──────── Input data ────────
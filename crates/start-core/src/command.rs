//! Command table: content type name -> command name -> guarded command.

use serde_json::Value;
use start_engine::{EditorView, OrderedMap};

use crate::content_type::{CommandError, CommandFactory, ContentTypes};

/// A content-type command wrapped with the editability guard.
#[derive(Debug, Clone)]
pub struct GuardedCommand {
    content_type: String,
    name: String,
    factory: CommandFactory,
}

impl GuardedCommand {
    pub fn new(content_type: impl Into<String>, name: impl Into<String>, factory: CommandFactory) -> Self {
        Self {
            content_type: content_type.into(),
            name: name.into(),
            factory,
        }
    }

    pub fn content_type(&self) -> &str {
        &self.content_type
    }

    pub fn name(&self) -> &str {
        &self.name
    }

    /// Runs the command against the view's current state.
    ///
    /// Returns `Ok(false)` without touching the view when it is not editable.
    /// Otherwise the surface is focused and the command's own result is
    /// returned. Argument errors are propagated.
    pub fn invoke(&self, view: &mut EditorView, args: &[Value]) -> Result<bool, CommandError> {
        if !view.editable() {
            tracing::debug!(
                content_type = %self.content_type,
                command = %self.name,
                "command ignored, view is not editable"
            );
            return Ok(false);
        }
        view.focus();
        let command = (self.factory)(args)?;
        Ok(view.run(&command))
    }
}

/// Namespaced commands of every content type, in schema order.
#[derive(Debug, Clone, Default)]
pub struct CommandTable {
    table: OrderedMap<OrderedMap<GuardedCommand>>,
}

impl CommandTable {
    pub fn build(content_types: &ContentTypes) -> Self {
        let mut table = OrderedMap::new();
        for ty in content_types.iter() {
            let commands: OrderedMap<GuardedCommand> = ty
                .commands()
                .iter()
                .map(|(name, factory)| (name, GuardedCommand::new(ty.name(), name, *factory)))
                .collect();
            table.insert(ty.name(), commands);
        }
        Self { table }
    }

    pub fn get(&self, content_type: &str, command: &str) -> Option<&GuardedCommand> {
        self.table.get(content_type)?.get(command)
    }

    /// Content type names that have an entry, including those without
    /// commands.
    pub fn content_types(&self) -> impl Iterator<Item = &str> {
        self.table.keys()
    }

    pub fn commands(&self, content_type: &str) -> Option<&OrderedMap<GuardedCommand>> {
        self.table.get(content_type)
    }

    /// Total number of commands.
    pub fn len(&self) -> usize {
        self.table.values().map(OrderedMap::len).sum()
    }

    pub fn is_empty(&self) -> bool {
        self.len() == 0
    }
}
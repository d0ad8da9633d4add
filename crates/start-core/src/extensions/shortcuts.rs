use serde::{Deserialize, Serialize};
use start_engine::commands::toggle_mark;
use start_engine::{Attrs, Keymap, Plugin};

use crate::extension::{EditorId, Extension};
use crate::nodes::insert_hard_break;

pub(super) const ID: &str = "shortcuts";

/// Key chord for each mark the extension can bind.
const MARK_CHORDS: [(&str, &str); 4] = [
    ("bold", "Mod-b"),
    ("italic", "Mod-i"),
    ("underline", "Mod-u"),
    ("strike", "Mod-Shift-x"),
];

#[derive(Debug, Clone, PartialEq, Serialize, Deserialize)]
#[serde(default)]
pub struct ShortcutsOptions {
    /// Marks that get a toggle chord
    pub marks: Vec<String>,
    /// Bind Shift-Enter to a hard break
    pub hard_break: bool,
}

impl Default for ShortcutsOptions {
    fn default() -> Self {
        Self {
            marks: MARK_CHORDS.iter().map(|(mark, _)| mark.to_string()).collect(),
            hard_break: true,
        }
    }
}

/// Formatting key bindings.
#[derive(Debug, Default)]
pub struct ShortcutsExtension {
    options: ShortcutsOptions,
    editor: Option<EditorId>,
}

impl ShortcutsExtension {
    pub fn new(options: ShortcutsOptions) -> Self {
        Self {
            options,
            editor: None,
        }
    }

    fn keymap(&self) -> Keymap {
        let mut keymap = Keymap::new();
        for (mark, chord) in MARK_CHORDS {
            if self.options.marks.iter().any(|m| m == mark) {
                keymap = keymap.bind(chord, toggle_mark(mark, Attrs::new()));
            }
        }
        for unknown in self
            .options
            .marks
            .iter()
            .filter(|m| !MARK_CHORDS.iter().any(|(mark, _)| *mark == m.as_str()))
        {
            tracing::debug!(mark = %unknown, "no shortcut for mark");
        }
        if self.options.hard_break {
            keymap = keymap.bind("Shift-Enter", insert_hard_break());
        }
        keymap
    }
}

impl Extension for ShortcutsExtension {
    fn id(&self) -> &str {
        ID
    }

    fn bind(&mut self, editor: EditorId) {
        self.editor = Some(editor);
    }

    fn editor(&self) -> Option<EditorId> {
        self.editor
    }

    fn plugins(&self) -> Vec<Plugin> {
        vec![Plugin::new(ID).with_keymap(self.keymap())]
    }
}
────────
Problem to solve:
Write out every line of the material exactly as it appears.

Task answer:
filename crates/start-core/src/command.rs
//! Command table: content type name -> command name -> guarded command.

use serde_json::Value;
use start_engine::{EditorView, OrderedMap};

use crate::content_type::{CommandError, CommandFactory, ContentTypes};

/// A content-type command wrapped with the editability guard.
#[derive(Debug, Clone)]
pub struct GuardedCommand {
    content_type: String,
    name: String,
    factory: CommandFactory,
}

impl GuardedCommand {
    pub fn new(content_type: impl Into<String>, name: impl Into<String>, factory: CommandFactory) -> Self {
        Self {
            content_type: content_type.into(),
            name: name.into(),
            factory,
        }
    }

    pub fn content_type(&self) -> &str {
        &self.content_type
    }

    pub fn name(&self) -> &str {
        &self.name
    }

    /// Runs the command against the view's current state.
    ///
    /// Returns `Ok(false)` without touching the view when it is not editable.
    /// Otherwise the surface is focused and the command's own result is
    /// returned. Argument errors are propagated.
    pub fn invoke(&self, view: &mut EditorView, args: &[Value]) -> Result<bool, CommandError> {
        if !view.editable() {
            tracing::debug!(
                content_type = %self.content_type,
                command = %self.name,
                "command ignored, view is not editable"
            );
            return Ok(false);
        }
        view.focus();
        let command = (self.factory)(args)?;
        Ok(view.run(&command))
    }
}

/// Namespaced commands of every content type, in schema order.
#[derive(Debug, Clone, Default)]
pub struct CommandTable {
    table: OrderedMap<OrderedMap<GuardedCommand>>,
}

impl CommandTable {
    pub fn build(content_types: &ContentTypes) -> Self {
        let mut table = OrderedMap::new();
        for ty in content_types.iter() {
            let commands: OrderedMap<GuardedCommand> = ty
                .commands()
                .iter()
                .map(|(name, factory)| (name, GuardedCommand::new(ty.name(), name, *factory)))
                .collect();
            table.insert(ty.name(), commands);
        }
        Self { table }
    }

    pub fn get(&self, content_type: &str, command: &str) -> Option<&GuardedCommand> {
        self.table.get(content_type)?.get(command)
    }

    /// Content type names that have an entry, including those without
    /// commands.
    pub fn content_types(&self) -> impl Iterator<Item = &str> {
        self.table.keys()
    }

    pub fn commands(&self, content_type: &str) -> Option<&OrderedMap<GuardedCommand>> {
        self.table.get(content_type)
    }

    /// Total number of commands.
    pub fn len(&self) -> usize {
        self.table.values().map(OrderedMap::len).sum()
    }

    pub fn is_empty(&self) -> bool {
        self.len() == 0
    }
}
repository d0ad8da9633d4add
filename crates/start-core/src/extensions/shortcuts.rs
use serde::{Deserialize, Serialize};
use start_engine::commands::toggle_mark;
use start_engine::{Attrs, Keymap, Plugin};

use crate::extension::{EditorId, Extension};
use crate::nodes::insert_hard_break;

pub(super) const ID: &str = "shortcuts";

/// Key chord for each mark the extension can bind.
const MARK_CHORDS: [(&str, &str); 4] = [
    ("bold", "Mod-b"),
    ("italic", "Mod-i"),
    ("underline", "Mod-u"),
    ("strike", "Mod-Shift-x"),
];

#[derive(Debug, Clone, PartialEq, Serialize, Deserialize)]
#[serde(default)]
pub struct ShortcutsOptions {
    /// Marks that get a toggle chord
    pub marks: Vec<String>,
    /// Bind Shift-Enter to a hard break
    pub hard_break: bool,
}

impl Default for ShortcutsOptions {
    fn default() -> Self {
        Self {
            marks: MARK_CHORDS.iter().map(|(mark, _)| mark.to_string()).collect(),
            hard_break: true,
        }
    }
}

/// Formatting key bindings.
#[derive(Debug, Default)]
pub struct ShortcutsExtension {
    options: ShortcutsOptions,
    editor: Option<EditorId>,
}

impl ShortcutsExtension {
    pub fn new(options: ShortcutsOptions) -> Self {
        Self {
            options,
            editor: None,
        }
    }

    fn keymap(&self) -> Keymap {
        let mut keymap = Keymap::new();
        for (mark, chord) in MARK_CHORDS {
            if self.options.marks.iter().any(|m| m == mark) {
                keymap = keymap.bind(chord, toggle_mark(mark, Attrs::new()));
            }
        }
        for unknown in self
            .options
            .marks
            .iter()
            .filter(|m| !MARK_CHORDS.iter().any(|(mark, _)| *mark == m.as_str()))
        {
            tracing::debug!(mark = %unknown, "no shortcut for mark");
        }
        if self.options.hard_break {
            keymap = keymap.bind("Shift-Enter", insert_hard_break());
        }
        keymap
    }
}

impl Extension for ShortcutsExtension {
    fn id(&self) -> &str {
        ID
    }

    fn bind(&mut self, editor: EditorId) {
        self.editor = Some(editor);
    }

    fn editor(&self) -> Option<EditorId> {
        self.editor
    }

    fn plugins(&self) -> Vec<Plugin> {
        vec![Plugin::new(ID).with_keymap(self.keymap())]
    }
}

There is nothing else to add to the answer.